Activity.
Every line holding the string "parameters" should be copied out of the listing.

Records for this exercise.
//! Domain model: notifications, preferences and rendered payloads.

mod message;
mod notification;
mod preferences;

pub use message::{Dispatch, Message, MessageKind};
pub use notification::{
    Confirmation, FORCE_CHANNEL, Notification, NotificationId, NotificationType, PushState,
    PushStatus,
};
pub use preferences::{ChannelPreferences, Frequency, PushChannelPreferences, Preferences, Version};
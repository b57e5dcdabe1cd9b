//! Content production.
//!
//! [`NotificationRenderService`] merges the parameters of a user, a channel,
//! the notification and any registered [`ParamsFactory`] (later sources win)
//! and renders the notification's template with them.

mod memory;

pub use memory::MemoryTemplateRenderer;

use std::sync::Arc;

use async_trait::async_trait;
use notify_params::Params;
use thiserror::Error;
use tracing::trace;

use crate::model::{ChannelPreferences, Dispatch, Message, Notification, Preferences, Version};
use crate::registry::Registry;

/// Content could not be produced.
#[derive(Debug, Clone, PartialEq, Eq, Error)]
pub enum RenderError {
    #[error("template not found: {0}")]
    TemplateNotFound(String),

    #[error("missing parameter: {0}")]
    MissingParam(String),

    #[error("malformed message: {0}")]
    Malformed(String),

    #[error("params factory failed: {0}")]
    Factory(String),
}

/// Turns a notification into a channel-agnostic payload.
#[async_trait]
pub trait ContentProducer: Send + Sync {
    async fn produce(
        &self,
        notification: &Notification,
        prefs: &Preferences,
        channel_prefs: &ChannelPreferences,
    ) -> Result<Dispatch, RenderError>;
}

/// Renders a template with merged params.
pub trait TemplateRenderer: Send + Sync {
    fn render(
        &self,
        template_key: &str,
        version: Version,
        params: &Params,
    ) -> Result<Message, RenderError>;
}

/// Contributes extra render parameters.
#[async_trait]
pub trait ParamsFactory: Send + Sync {
    async fn params(
        &self,
        notification: &Notification,
        prefs: &Preferences,
    ) -> Result<Params, RenderError>;
}

pub struct NotificationRenderService {
    renderer: Arc<dyn TemplateRenderer>,
    factories: Registry<dyn ParamsFactory>,
}

impl NotificationRenderService {
    pub fn new(renderer: Arc<dyn TemplateRenderer>) -> Self {
        Self {
            renderer,
            factories: Registry::new(),
        }
    }

    pub fn add_params_factory(&self, factory: Arc<dyn ParamsFactory>) {
        self.factories.add(factory);
    }

    pub fn remove_params_factory(&self, factory: &Arc<dyn ParamsFactory>) -> bool {
        self.factories.remove(factory)
    }

    /// Merge every parameter source for one notification.
    pub async fn merge_params(
        &self,
        notification: &Notification,
        prefs: &Preferences,
        channel_prefs: &ChannelPreferences,
    ) -> Result<Params, RenderError> {
        let mut params = Params::new();
        params.merge(&prefs.params);
        params.merge(&channel_prefs.params);
        params.merge(notification.params());
        for factory in self.factories.snapshot() {
            params.merge(&factory.params(notification, prefs).await?);
        }
        Ok(params)
    }
}

#[async_trait]
impl ContentProducer for NotificationRenderService {
    async fn produce(
        &self,
        notification: &Notification,
        prefs: &Preferences,
        channel_prefs: &ChannelPreferences,
    ) -> Result<Dispatch, RenderError> {
        let params = self
            .merge_params(notification, prefs, channel_prefs)
            .await?;
        let message =
            self.renderer
                .render(notification.template_key(), channel_prefs.version, &params)?;

        trace!(
            notification_id = ?notification.id(),
            template = notification.template_key(),
            "Rendered notification"
        );
        Ok(Dispatch::new(message, params))
    }
}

Task answer.
//! [`NotificationRenderService`] merges the parameters of a user, a channel,
/// Contributes extra render parameters.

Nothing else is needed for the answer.